Pre-Fascicle 5B is[2] entirely about (what Knuth considers an “introduction
to”) backtrack programming, and Pre-Fascicle 5C follows it up with a special
low-level technique for making backtracking more efficient, namely Dancing
Links. And Fascicle 6 is about Satisfiability (aka SAT), the premier instance
of a problem solved by “backtracking”. All of these are already available!

If you're interested in algorithms for combinatorial problems you should check
out whatever Knuth has published since he started working on Volume 4; there's
a lot of fresh material and he has a unique perspective of his own.

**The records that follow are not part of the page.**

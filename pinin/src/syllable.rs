//! Pinyin readings: parsing, initial/final decomposition and display formats.
//!
//! A reading is stored as its toneless ASCII spelling (with `v` standing for
//! `ü`) plus a tone number, `0` being the neutral tone. Source tables may
//! write tones either as diacritics (`zhōng`) or as a trailing digit
//! (`zhong1`, `de5`).

use std::fmt;
use std::str::FromStr;

use serde::{Deserialize, Serialize};
use unicode_normalization::UnicodeNormalization;

use crate::zhuyin;

/// Initials spelled with two letters; checked before the single-letter ones.
const DOUBLE_INITIALS: [&str; 3] = ["zh", "ch", "sh"];

const SINGLE_INITIALS: &str = "bpmfdtnlgkhjqxrzcsyw";

/// Syllables made of a nasal alone; they have no initial.
const SYLLABIC_NASALS: [&str; 3] = ["m", "n", "ng"];

#[derive(Debug, Clone, PartialEq, Eq, Hash, PartialOrd, Ord, Serialize, Deserialize)]
pub struct Reading {
    syllable: String,
    tone: u8,
}

impl Reading {
    /// Build a reading from a toneless spelling. Returns `None` unless the
    /// spelling is lowercase ASCII letters and the tone is in `0..=4`.
    pub fn new(syllable: &str, tone: u8) -> Option<Self> {
        let reading = Reading {
            syllable: syllable.to_string(),
            tone,
        };
        reading.is_well_formed().then_some(reading)
    }

    /// Parse a reading written with tone marks or a trailing tone digit.
    ///
    /// ```
    /// use pinin::Reading;
    ///
    /// let r = Reading::parse("lǜ").unwrap();
    /// assert_eq!((r.syllable(), r.tone()), ("lv", 4));
    /// assert_eq!(Reading::parse("zhong1"), Reading::parse("zhōng"));
    /// assert!(Reading::parse("zh0ng").is_none());
    /// ```
    pub fn parse(text: &str) -> Option<Self> {
        let mut syllable = String::with_capacity(text.len());
        let mut tone: Option<u8> = None;
        let mut digit_seen = false;

        for ch in text.trim().nfd() {
            if digit_seen {
                return None;
            }
            let mark = match ch {
                '\u{0304}' => Some(1),
                '\u{0301}' => Some(2),
                '\u{030C}' => Some(3),
                '\u{0300}' => Some(4),
                _ => None,
            };
            if let Some(mark) = mark {
                if tone.replace(mark).is_some() {
                    return None;
                }
                continue;
            }
            match ch {
                // diaeresis: ü
                '\u{0308}' => {
                    if !syllable.ends_with('u') {
                        return None;
                    }
                    syllable.pop();
                    syllable.push('v');
                }
                // circumflex: ê
                '\u{0302}' => {}
                '0'..='5' => {
                    if tone.is_some() {
                        return None;
                    }
                    let digit = ch as u8 - b'0';
                    tone = Some(if digit == 5 { 0 } else { digit });
                    digit_seen = true;
                }
                c if c.is_ascii_alphabetic() => syllable.push(c.to_ascii_lowercase()),
                _ => return None,
            }
        }

        Reading::new(&syllable, tone.unwrap_or(0))
    }

    pub fn syllable(&self) -> &str {
        &self.syllable
    }

    pub fn tone(&self) -> u8 {
        self.tone
    }

    pub(crate) fn is_well_formed(&self) -> bool {
        !self.syllable.is_empty()
            && self.syllable.bytes().all(|b| b.is_ascii_lowercase())
            && self.tone <= 4
    }

    /// Initial and final of the syllable.
    pub fn split(&self) -> (&str, &str) {
        split_syllable(&self.syllable)
    }

    pub fn format(&self, format: Format) -> String {
        match format {
            Format::Raw => self.syllable.clone(),
            Format::Number => format!("{}{}", self.syllable, if self.tone == 0 { 5 } else { self.tone }),
            Format::Unicode => self.with_tone_mark(),
            Format::Phonetic => {
                let (initial, finale) = self.split();
                match zhuyin::to_zhuyin(initial, finale) {
                    Some((i, f)) => match self.tone {
                        0 => format!("˙{i}{f}"),
                        tone => format!("{i}{f}{}", zhuyin::tone_mark(tone)),
                    },
                    None => self.format(Format::Number),
                }
            }
        }
    }

    fn with_tone_mark(&self) -> String {
        let mark = match self.tone {
            1 => '\u{0304}',
            2 => '\u{0301}',
            3 => '\u{030C}',
            4 => '\u{0300}',
            _ => return self.syllable.replace('v', "ü"),
        };
        let target = tone_mark_position(&self.syllable);
        let mut out = String::with_capacity(self.syllable.len() + 4);
        for (i, c) in self.syllable.char_indices() {
            out.push(if c == 'v' { 'ü' } else { c });
            if Some(i) == target {
                out.push(mark);
            }
        }
        out.nfc().collect()
    }
}

impl fmt::Display for Reading {
    fn fmt(&self, f: &mut fmt::Formatter<'_>) -> fmt::Result {
        f.write_str(&self.format(Format::Unicode))
    }
}

/// Byte index of the letter that carries the tone mark.
fn tone_mark_position(syllable: &str) -> Option<usize> {
    syllable
        .find('a')
        .or_else(|| syllable.find('e'))
        .or_else(|| syllable.find("ou"))
        .or_else(|| syllable.rfind(['i', 'o', 'u', 'v']))
        .or(if syllable.is_empty() { None } else { Some(0) })
}

/// Split a toneless syllable into initial and final. Zero-initial syllables
/// (`an`, `er`, syllabic nasals) return an empty initial.
pub fn split_syllable(syllable: &str) -> (&str, &str) {
    if SYLLABIC_NASALS.contains(&syllable) {
        return ("", syllable);
    }
    if let Some(initial) = DOUBLE_INITIALS.iter().find(|i| syllable.starts_with(**i)) {
        return syllable.split_at(initial.len());
    }
    match syllable.chars().next() {
        Some(c) if SINGLE_INITIALS.contains(c) && syllable.len() > 1 => syllable.split_at(1),
        _ => ("", syllable),
    }
}

/// How a reading is rendered.
#[derive(Debug, Clone, Copy, Default, PartialEq, Eq, Hash, Serialize, Deserialize)]
pub enum Format {
    /// `zhong`
    Raw,
    /// `zhong1`
    Number,
    /// `zhōng`
    #[default]
    Unicode,
    /// `ㄓㄨㄥ`
    Phonetic,
}

impl FromStr for Format {
    type Err = String;

    fn from_str(s: &str) -> Result<Self, Self::Err> {
        match s.to_ascii_lowercase().as_str() {
            "raw" => Ok(Format::Raw),
            "number" => Ok(Format::Number),
            "unicode" => Ok(Format::Unicode),
            "phonetic" | "zhuyin" => Ok(Format::Phonetic),
            other => Err(format!(
                "unknown format '{other}' (raw, number, unicode, phonetic)"
            )),
        }
    }
}

#[cfg(test)]
mod tests {
    use super::*;

    fn r(text: &str) -> Reading {
        Reading::parse(text).unwrap()
    }

    #[test]
    fn parses_tone_marks() {
        assert_eq!(r("zhōng"), Reading::new("zhong", 1).unwrap());
        assert_eq!(r("xián"), Reading::new("xian", 2).unwrap());
        assert_eq!(r("hǎo"), Reading::new("hao", 3).unwrap());
        assert_eq!(r("èr"), Reading::new("er", 4).unwrap());
        assert_eq!(r("de"), Reading::new("de", 0).unwrap());
        assert_eq!(r("nǚ"), Reading::new("nv", 3).unwrap());
        assert_eq!(r("Ān"), Reading::new("an", 1).unwrap());
    }

    #[test]
    fn parses_tone_digits() {
        assert_eq!(r("di4"), Reading::new("di", 4).unwrap());
        assert_eq!(r("ma5"), Reading::new("ma", 0).unwrap());
        assert_eq!(r("lv3"), Reading::new("lv", 3).unwrap());
    }

    #[test]
    fn rejects_garbage() {
        for bad in ["", "zh0ng", "ā1", "x-y", "中", "ǎǎ", "1a"] {
            assert!(Reading::parse(bad).is_none(), "{bad:?} should not parse");
        }
    }

    #[test]
    fn splits_initials() {
        assert_eq!(split_syllable("zhong"), ("zh", "ong"));
        assert_eq!(split_syllable("xian"), ("x", "ian"));
        assert_eq!(split_syllable("an"), ("", "an"));
        assert_eq!(split_syllable("er"), ("", "er"));
        assert_eq!(split_syllable("yu"), ("y", "u"));
        assert_eq!(split_syllable("ng"), ("", "ng"));
        assert_eq!(split_syllable("hm"), ("h", "m"));
    }

    #[test]
    fn formats() {
        let zhong = r("zhōng");
        assert_eq!(zhong.format(Format::Raw), "zhong");
        assert_eq!(zhong.format(Format::Number), "zhong1");
        assert_eq!(zhong.format(Format::Unicode), "zhōng");
        assert_eq!(zhong.format(Format::Phonetic), "ㄓㄨㄥ");

        assert_eq!(r("lǜ").format(Format::Unicode), "lǜ");
        assert_eq!(r("guó").format(Format::Unicode), "guó");
        assert_eq!(r("liù").format(Format::Unicode), "liù");
        assert_eq!(r("dōu").format(Format::Unicode), "dōu");
        assert_eq!(r("de").format(Format::Number), "de5");
        assert_eq!(r("de").format(Format::Phonetic), "˙ㄉㄜ");
        assert_eq!(r("xué").format(Format::Phonetic), "ㄒㄩㄝˊ");
    }

    #[test]
    fn format_names_parse() {
        assert_eq!("Phonetic".parse::<Format>(), Ok(Format::Phonetic));
        assert!("pinyin".parse::<Format>().is_err());
    }
}
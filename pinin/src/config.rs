//! Engine configuration: keyboard scheme and normalization toggles.
//!
//! A `PinInConfig` is plain data. Read the active one with
//! [`PinIn::get_config`](crate::PinIn::get_config), adjust it with the
//! builder methods and publish it with [`PinIn::commit`](crate::PinIn::commit).
//!
//! # Example
//!
//! ```rust
//! use pinin::{Keyboard, PinInConfig};
//!
//! let config = PinInConfig::default()
//!     .with_keyboard(Keyboard::Xiaohe)
//!     .with_zh2z(true);
//! let text = config.to_toml_string().unwrap();
//! assert_eq!(PinInConfig::from_toml_str(&text).unwrap(), config);
//! ```
use std::path::Path;

use anyhow::Context;
use serde::{Deserialize, Serialize};

use crate::keyboard::Keyboard;

#[derive(Debug, Clone, Copy, PartialEq, Eq, Hash, Serialize, Deserialize)]
#[serde(default)]
pub struct PinInConfig {
    pub keyboard: Keyboard,
    // Confusable pairs merged before comparison
    pub zh2z: bool, // zhong ↔ zong
    pub sh2s: bool, // shan ↔ san
    pub ch2c: bool, // chang ↔ cang
    pub ang2an: bool, // yang ↔ yan
    pub ing2in: bool, // ying ↔ yin
    pub eng2en: bool, // feng ↔ fen
    pub u2v: bool,  // lv ↔ lu
    /// Abbreviate a syllable only by its first keystroke.
    pub first_char: bool,
}

impl Default for PinInConfig {
    fn default() -> Self {
        Self {
            keyboard: Keyboard::Quanpin,
            zh2z: false,
            sh2s: false,
            ch2c: false,
            ang2an: false,
            ing2in: false,
            eng2en: false,
            u2v: false,
            first_char: false,
        }
    }
}

impl PinInConfig {
    pub fn with_keyboard(mut self, keyboard: Keyboard) -> Self {
        self.keyboard = keyboard;
        self
    }

    pub fn with_zh2z(mut self, enabled: bool) -> Self {
        self.zh2z = enabled;
        self
    }

    pub fn with_sh2s(mut self, enabled: bool) -> Self {
        self.sh2s = enabled;
        self
    }

    pub fn with_ch2c(mut self, enabled: bool) -> Self {
        self.ch2c = enabled;
        self
    }

    pub fn with_ang2an(mut self, enabled: bool) -> Self {
        self.ang2an = enabled;
        self
    }

    pub fn with_ing2in(mut self, enabled: bool) -> Self {
        self.ing2in = enabled;
        self
    }

    pub fn with_eng2en(mut self, enabled: bool) -> Self {
        self.eng2en = enabled;
        self
    }

    pub fn with_u2v(mut self, enabled: bool) -> Self {
        self.u2v = enabled;
        self
    }

    pub fn with_first_char(mut self, enabled: bool) -> Self {
        self.first_char = enabled;
        self
    }

    pub fn from_toml_str(text: &str) -> anyhow::Result<Self> {
        toml::from_str(text).context("parsing pinin config")
    }

    pub fn to_toml_string(&self) -> anyhow::Result<String> {
        toml::to_string_pretty(self).context("encoding pinin config")
    }

    pub fn load_toml<P: AsRef<Path>>(path: P) -> anyhow::Result<Self> {
        let path = path.as_ref();
        let text = std::fs::read_to_string(path)
            .with_context(|| format!("reading config {}", path.display()))?;
        Self::from_toml_str(&text)
    }

    pub fn save_toml<P: AsRef<Path>>(&self, path: P) -> anyhow::Result<()> {
        let path = path.as_ref();
        std::fs::write(path, self.to_toml_string()?)
            .with_context(|| format!("writing config {}", path.display()))
    }
}
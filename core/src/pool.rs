//! Append-only string pool.
//!
//! Strings are stored back to back in a single owned buffer and addressed by
//! a dense id. Lookups hand out `&str` borrowed from that buffer.

use std::collections::TryReserveError;

use crate::error::LookupError;

#[derive(Debug, Clone, Default)]
pub struct StringPool {
    buf: String,
    /// End offset of each string in `buf`; the start is the previous end.
    ends: Vec<usize>,
}

impl StringPool {
    pub fn new() -> Self {
        Self::default()
    }

    /// Rebuild a pool from strings in id order.
    pub fn from_strings<I, S>(strings: I) -> Self
    where
        I: IntoIterator<Item = S>,
        S: AsRef<str>,
    {
        let mut pool = StringPool::new();
        for s in strings {
            pool.push(s.as_ref());
        }
        pool
    }

    /// Append `item` and return its id. Duplicates get a fresh id.
    pub fn push(&mut self, item: &str) -> usize {
        let id = self.ends.len();
        self.buf.push_str(item);
        self.ends.push(self.buf.len());
        id
    }

    pub fn get(&self, id: usize) -> Option<&str> {
        let end = *self.ends.get(id)?;
        let start = if id == 0 { 0 } else { self.ends[id - 1] };
        self.buf.get(start..end)
    }

    /// Like [`get`](Self::get) but reports unknown ids as errors.
    pub fn lookup(&self, id: usize) -> Result<&str, LookupError> {
        self.get(id).ok_or(LookupError::UnknownId {
            id,
            len: self.len(),
        })
    }

    pub fn len(&self) -> usize {
        self.ends.len()
    }

    pub fn is_empty(&self) -> bool {
        self.ends.is_empty()
    }

    /// Total bytes held by pooled strings.
    pub fn byte_len(&self) -> usize {
        self.buf.len()
    }

    /// Make room for at least `capacity` bytes of string data in total.
    pub fn reserve(&mut self, capacity: usize) {
        if capacity > self.buf.capacity() {
            self.buf.reserve(capacity - self.buf.len());
        }
    }

    /// Fallible [`reserve`](Self::reserve) for sizes read from untrusted input.
    pub fn try_reserve(&mut self, capacity: usize) -> Result<(), TryReserveError> {
        if capacity > self.buf.capacity() {
            self.buf.try_reserve(capacity - self.buf.len())?;
        }
        Ok(())
    }

    pub fn capacity(&self) -> usize {
        self.buf.capacity()
    }

    pub fn shrink_to_fit(&mut self) {
        self.buf.shrink_to_fit();
        self.ends.shrink_to_fit();
    }

    pub fn iter(&self) -> impl Iterator<Item = (usize, &str)> + '_ {
        (0..self.len()).filter_map(move |id| self.get(id).map(|s| (id, s)))
    }
}

#[cfg(test)]
mod tests {
    use super::*;

    #[test]
    fn ids_are_dense_and_monotonic() {
        let mut pool = StringPool::new();
        assert_eq!(pool.push("西安"), 0);
        assert_eq!(pool.push(""), 1);
        assert_eq!(pool.push("先"), 2);
        assert_eq!(pool.get(0), Some("西安"));
        assert_eq!(pool.get(1), Some(""));
        assert_eq!(pool.get(2), Some("先"));
        assert_eq!(pool.get(3), None);
        assert_eq!(pool.len(), 3);
    }

    #[test]
    fn duplicates_get_fresh_ids() {
        let mut pool = StringPool::new();
        pool.push("a");
        pool.push("b");
        assert_eq!(pool.push("a"), 2);
        assert_eq!(pool.get(0), pool.get(2));
        assert_eq!(pool.byte_len(), 3);
    }

    #[test]
    fn lookup_reports_unknown_ids() {
        let pool = StringPool::from_strings(["x"]);
        assert_eq!(pool.lookup(0), Ok("x"));
        assert_eq!(pool.lookup(5), Err(LookupError::UnknownId { id: 5, len: 1 }));
    }

    #[test]
    fn reserve_and_shrink_keep_contents() {
        let mut pool = StringPool::from_strings(["中国", "北京"]);
        pool.reserve(1024);
        assert!(pool.capacity() >= 1024);
        pool.shrink_to_fit();
        assert_eq!(pool.iter().collect::<Vec<_>>(), vec![(0, "中国"), (1, "北京")]);
        assert_eq!(pool.byte_len(), 12);
    }

    #[test]
    fn impossible_reservation_fails_cleanly() {
        let mut pool = StringPool::from_strings(["a"]);
        assert!(pool.try_reserve(usize::MAX).is_err());
        assert_eq!(pool.get(0), Some("a"));
        assert!(pool.try_reserve(64).is_ok());
    }
}
//! Phonetic engine
//!
//! `PinIn` owns the phonetic table and the active configuration, and turns
//! strings into [`Encoding`]s: per-position candidate readings compiled
//! under that configuration. It is shared between searchers as
//! `Arc<PinIn>`.
//!
//! The configuration lives in a published snapshot that also holds every
//! reading compiled under it. `commit` builds a new snapshot under a fresh
//! generation and swaps it in; readers keep whatever snapshot they loaded.
//! Both caches are tagged with the generation they were filled under, so an
//! entry computed from an old snapshot is never served for a newer one.

use std::io::{Read, Write};
use std::num::NonZeroUsize;
use std::path::Path;
use std::sync::atomic::{AtomicBool, Ordering};
use std::sync::{Arc, Mutex, PoisonError, RwLock};

use ahash::AHashMap;
use lru::LruCache;
use pinin_core::{codec, match_units, DeserializeError, InitError, Logic};
use serde::{Deserialize, Serialize};
use unicode_normalization::UnicodeNormalization;

use crate::config::PinInConfig;
use crate::keyboard::Keyboard;
use crate::pinyin::{prepare, Compiler, Encoding, Pinyin, Unit};
use crate::syllable::{Format, Reading};
use crate::table::{PhoneticTable, TableImage};

/// Leading tag of engine images.
pub const ENGINE_IMAGE_VERSION: u32 = 0x5049_4e01;

/// Encodings kept by the string cache.
pub const STRING_CACHE_CAPACITY: usize = 4096;

type Candidates = Arc<[Arc<Pinyin>]>;

struct Snapshot {
    config: PinInConfig,
    generation: u64,
    /// Indexed by `ReadingId`.
    compiled: Vec<Arc<Pinyin>>,
}

impl Snapshot {
    fn build(table: &PhoneticTable, config: PinInConfig, generation: u64) -> Self {
        let compiler = Compiler::new(&config);
        let compiled = table
            .readings()
            .iter()
            .map(|reading| Arc::new(compiler.compile(reading)))
            .collect();
        Self {
            config,
            generation,
            compiled,
        }
    }
}

#[derive(Default)]
struct CharCache {
    generation: u64,
    entries: AHashMap<char, Candidates>,
}

impl CharCache {
    fn get(&self, generation: u64, ch: char) -> Option<Candidates> {
        if self.generation != generation {
            return None;
        }
        self.entries.get(&ch).cloned()
    }

    fn insert(&mut self, generation: u64, ch: char, candidates: Candidates) {
        if generation < self.generation {
            return;
        }
        if generation > self.generation {
            self.reset(generation);
        }
        self.entries.insert(ch, candidates);
    }

    fn reset(&mut self, generation: u64) {
        self.generation = generation;
        self.entries.clear();
    }
}

struct StringCache {
    generation: u64,
    entries: LruCache<String, Arc<Encoding>>,
}

impl StringCache {
    fn new() -> Self {
        let capacity = NonZeroUsize::new(STRING_CACHE_CAPACITY).unwrap_or(NonZeroUsize::MIN);
        Self {
            generation: 0,
            entries: LruCache::new(capacity),
        }
    }

    fn get(&mut self, generation: u64, text: &str) -> Option<Arc<Encoding>> {
        if self.generation != generation {
            return None;
        }
        self.entries.get(text).cloned()
    }

    fn insert(&mut self, generation: u64, text: &str, encoding: Arc<Encoding>) {
        if generation < self.generation {
            return;
        }
        if generation > self.generation {
            self.reset(generation);
        }
        self.entries.put(text.to_string(), encoding);
    }

    fn reset(&mut self, generation: u64) {
        self.generation = generation;
        self.entries.clear();
    }
}

#[derive(Serialize)]
struct EngineImageRef<'a> {
    config: &'a PinInConfig,
    table: TableImage,
    char_cache_enabled: bool,
    warm_chars: Vec<char>,
}

#[derive(Deserialize)]
struct EngineImage {
    config: PinInConfig,
    table: TableImage,
    char_cache_enabled: bool,
    warm_chars: Vec<char>,
}

pub struct PinIn {
    table: PhoneticTable,
    state: RwLock<Arc<Snapshot>>,
    char_cache_enabled: AtomicBool,
    char_cache: RwLock<CharCache>,
    string_cache: Mutex<StringCache>,
}

impl PinIn {
    /// Build an engine from a phonetic-table file with the default config.
    pub fn new<P: AsRef<Path>>(path: P) -> Result<Self, InitError> {
        Ok(Self::from_table(PhoneticTable::load(path)?))
    }

    /// Build an engine from a phonetic-table source read from `reader`.
    pub fn from_reader<R: Read>(reader: R) -> Result<Self, InitError> {
        Ok(Self::from_table(PhoneticTable::from_reader(reader, "reader")?))
    }

    pub fn from_table(table: PhoneticTable) -> Self {
        Self::with_config(table, PinInConfig::default())
    }

    fn with_config(table: PhoneticTable, mut config: PinInConfig) -> Self {
        if config.keyboard == Keyboard::Null {
            config.keyboard = Keyboard::Quanpin;
        }
        let snapshot = Snapshot::build(&table, config, 0);
        Self {
            table,
            state: RwLock::new(Arc::new(snapshot)),
            char_cache_enabled: AtomicBool::new(true),
            char_cache: RwLock::new(CharCache::default()),
            string_cache: Mutex::new(StringCache::new()),
        }
    }

    pub fn table(&self) -> &PhoneticTable {
        &self.table
    }

    /// True if no phonetic table entries are loaded.
    pub fn is_empty(&self) -> bool {
        self.table.is_empty()
    }

    fn snapshot(&self) -> Arc<Snapshot> {
        Arc::clone(&self.state.read().unwrap_or_else(PoisonError::into_inner))
    }

    pub fn get_config(&self) -> PinInConfig {
        self.snapshot().config
    }

    /// Bumped by every commit that changed the configuration.
    pub fn generation(&self) -> u64 {
        self.snapshot().generation
    }

    /// Publish `config`. A `Null` keyboard keeps the current one. Committing
    /// an unchanged config is a no-op; anything else recompiles every
    /// reading and invalidates both caches. Existing searcher entries keep
    /// their old readings until the searcher is refreshed.
    pub fn commit(&self, mut config: PinInConfig) {
        let generation = {
            let mut state = self.state.write().unwrap_or_else(PoisonError::into_inner);
            if config.keyboard == Keyboard::Null {
                config.keyboard = state.config.keyboard;
            }
            if config == state.config {
                tracing::debug!("config unchanged, commit skipped");
                return;
            }
            let generation = state.generation + 1;
            *state = Arc::new(Snapshot::build(&self.table, config, generation));
            generation
        };
        self.char_cache
            .write()
            .unwrap_or_else(PoisonError::into_inner)
            .reset(generation);
        self.string_cache
            .lock()
            .unwrap_or_else(PoisonError::into_inner)
            .reset(generation);
        tracing::debug!(generation, keyboard = %config.keyboard, "committed config");
    }

    pub fn is_char_cache_enabled(&self) -> bool {
        self.char_cache_enabled.load(Ordering::Acquire)
    }

    /// Toggle per-character memoization. Disabling drops cached entries.
    pub fn set_char_cache(&self, enabled: bool) {
        self.char_cache_enabled.store(enabled, Ordering::Release);
        if !enabled {
            self.pre_null_pinyin_id_cache();
        }
    }

    /// Drop every cached character entry.
    pub fn pre_null_pinyin_id_cache(&self) {
        let mut cache = self.char_cache.write().unwrap_or_else(PoisonError::into_inner);
        let generation = cache.generation;
        cache.reset(generation);
    }

    /// Encode `text` ahead of time so later encodings of it are cache hits.
    pub fn pre_cache_string(&self, text: &str) {
        let snapshot = self.snapshot();
        let encoding = Arc::new(self.encode_with(&snapshot, text));
        self.string_cache
            .lock()
            .unwrap_or_else(PoisonError::into_inner)
            .insert(snapshot.generation, text, encoding);
    }

    /// Characters currently held by the character cache.
    pub fn cached_chars(&self) -> Vec<char> {
        let cache = self.char_cache.read().unwrap_or_else(PoisonError::into_inner);
        let mut chars: Vec<char> = cache.entries.keys().copied().collect();
        chars.sort_unstable();
        chars
    }

    fn candidates(&self, snapshot: &Snapshot, ch: char) -> Candidates {
        let cache_enabled = self.is_char_cache_enabled();
        if cache_enabled {
            let cache = self.char_cache.read().unwrap_or_else(PoisonError::into_inner);
            if let Some(hit) = cache.get(snapshot.generation, ch) {
                return hit;
            }
        }
        let computed: Candidates = self
            .table
            .reading_ids(ch)
            .iter()
            .filter_map(|&id| snapshot.compiled.get(id as usize).cloned())
            .collect();
        if cache_enabled {
            self.char_cache
                .write()
                .unwrap_or_else(PoisonError::into_inner)
                .insert(snapshot.generation, ch, Arc::clone(&computed));
        }
        computed
    }

    fn encode_with(&self, snapshot: &Snapshot, text: &str) -> Encoding {
        Encoding::new(
            text.nfc()
                .map(|ch| Unit::new(ch, self.candidates(snapshot, ch)))
                .collect(),
        )
    }

    /// Candidate readings for every character of `text` under the active
    /// config. Pre-cached strings are served from the string cache.
    pub fn encode(&self, text: &str) -> Arc<Encoding> {
        let snapshot = self.snapshot();
        let cached = self
            .string_cache
            .lock()
            .unwrap_or_else(PoisonError::into_inner)
            .get(snapshot.generation, text);
        cached.unwrap_or_else(|| Arc::new(self.encode_with(&snapshot, text)))
    }

    pub fn has_pinyin(&self, ch: char) -> bool {
        self.table.contains(ch)
    }

    pub fn readings(&self, ch: char) -> Vec<Reading> {
        self.table.readings_of(ch).cloned().collect()
    }

    pub fn format(&self, ch: char, format: Format) -> Vec<String> {
        self.table.readings_of(ch).map(|r| r.format(format)).collect()
    }

    /// `query` matches a contiguous run of `text`.
    pub fn contains(&self, text: &str, query: &str) -> bool {
        self.matches_with(text, query, Logic::Contain)
    }

    /// `query` matches a prefix of `text`.
    pub fn begins(&self, text: &str, query: &str) -> bool {
        self.matches_with(text, query, Logic::Begin)
    }

    /// `query` matches all of `text`.
    pub fn matches(&self, text: &str, query: &str) -> bool {
        self.matches_with(text, query, Logic::Equal)
    }

    fn matches_with(&self, text: &str, query: &str, logic: Logic) -> bool {
        match_units(self.encode(text).units(), &prepare(query), logic)
    }

    /// Write the engine image to `writer`.
    pub fn write_to<W: Write>(&self, writer: W) -> bincode::Result<()> {
        let snapshot = self.snapshot();
        codec::write_image(writer, ENGINE_IMAGE_VERSION, &self.image(&snapshot))
    }

    fn image<'a>(&self, snapshot: &'a Snapshot) -> EngineImageRef<'a> {
        EngineImageRef {
            config: &snapshot.config,
            table: self.table.to_image(),
            char_cache_enabled: self.is_char_cache_enabled(),
            warm_chars: self.cached_chars(),
        }
    }

    /// Write the engine image to `path`. Failures are logged and reported
    /// as `false`.
    pub fn serialize<P: AsRef<Path>>(&self, path: P) -> bool {
        let path = path.as_ref();
        let snapshot = self.snapshot();
        match codec::save_image(path, ENGINE_IMAGE_VERSION, &self.image(&snapshot)) {
            Ok(()) => true,
            Err(err) => {
                tracing::warn!(path = %path.display(), error = %err, "failed to serialize engine");
                false
            }
        }
    }

    /// Restore an engine image from `path`. A keyboard other than `Null`
    /// replaces the stored one.
    pub fn deserialize<P: AsRef<Path>>(path: P, keyboard: Keyboard) -> Result<Self, DeserializeError> {
        Self::from_image(codec::load_image(path, ENGINE_IMAGE_VERSION)?, keyboard)
    }

    pub fn deserialize_from<R: Read>(reader: R, keyboard: Keyboard) -> Result<Self, DeserializeError> {
        Self::from_image(codec::read_image(reader, ENGINE_IMAGE_VERSION)?, keyboard)
    }

    fn from_image(image: EngineImage, keyboard: Keyboard) -> Result<Self, DeserializeError> {
        let table = PhoneticTable::from_image(image.table)?;
        let mut config = image.config;
        if keyboard != Keyboard::Null {
            config.keyboard = keyboard;
        }
        let engine = Self::with_config(table, config);
        engine.set_char_cache(image.char_cache_enabled);
        if image.char_cache_enabled {
            let snapshot = engine.snapshot();
            for ch in image.warm_chars {
                engine.candidates(&snapshot, ch);
            }
        }
        tracing::debug!(
            chars = engine.table.len(),
            keyboard = %engine.get_config().keyboard,
            "restored engine"
        );
        Ok(engine)
    }
}

impl std::fmt::Debug for PinIn {
    fn fmt(&self, f: &mut std::fmt::Formatter<'_>) -> std::fmt::Result {
        f.debug_struct("PinIn")
            .field("table", &self.table)
            .field("config", &self.get_config())
            .field("generation", &self.generation())
            .finish()
    }
}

Edit: What I mean by unique perspective: For example, unlike mainstream
Theory-CS, Knuth is not primarily interested in the asymptotic complexity of
problems (despite being the “father” of analysis of algorithms and the
popularizer of Big-O notation in computer science), but is interested rather
in real programs that can be executed on real computers, and in the
mathematical analysis thereof. Given a problem, what I can imagine a
mainstream theoretical computer scientist doing is coming up with a suitable
abstraction that is mathematically elegant, reducing the problem to/from other
known problems, getting asymptotic upper and lower bounds on complexity, not
minding if one ends up with a “galactic algorithm”, etc. What I can imagine
Knuth doing is writing an assembly program (perhaps in MIX/MMIX, his best
approximation to the wide variety of actual machine languages in existence),
then doing a no-holds-barred mathematical analysis of its running time (not
just Big-O but including the constants for the leading terms: here Big-O is
used only to suppress less-useful information), then comparing this running
time against empirical estimates derived from writing and running a C (or
CWEB) program. See some talks on Sedgewick's site for examples of the
difference (sorry can't find the exact reference right now).

[1]:
[https://cs.stanford.edu/~knuth/news19.html#targetText=5b](https://cs.stanford.edu/~knuth/news19.html#targetText=5b)
(search for “5b” on the page)

[2]:
[https://en.wikipedia.org/w/index.php?title=The_Art_of_Comput...](https://en.wikipedia.org/w/index.php?title=The_Art_of_Computer_Programming&oldid=919657342#Volume_4B,_4C,_4D_–_Combinatorial_Algorithms)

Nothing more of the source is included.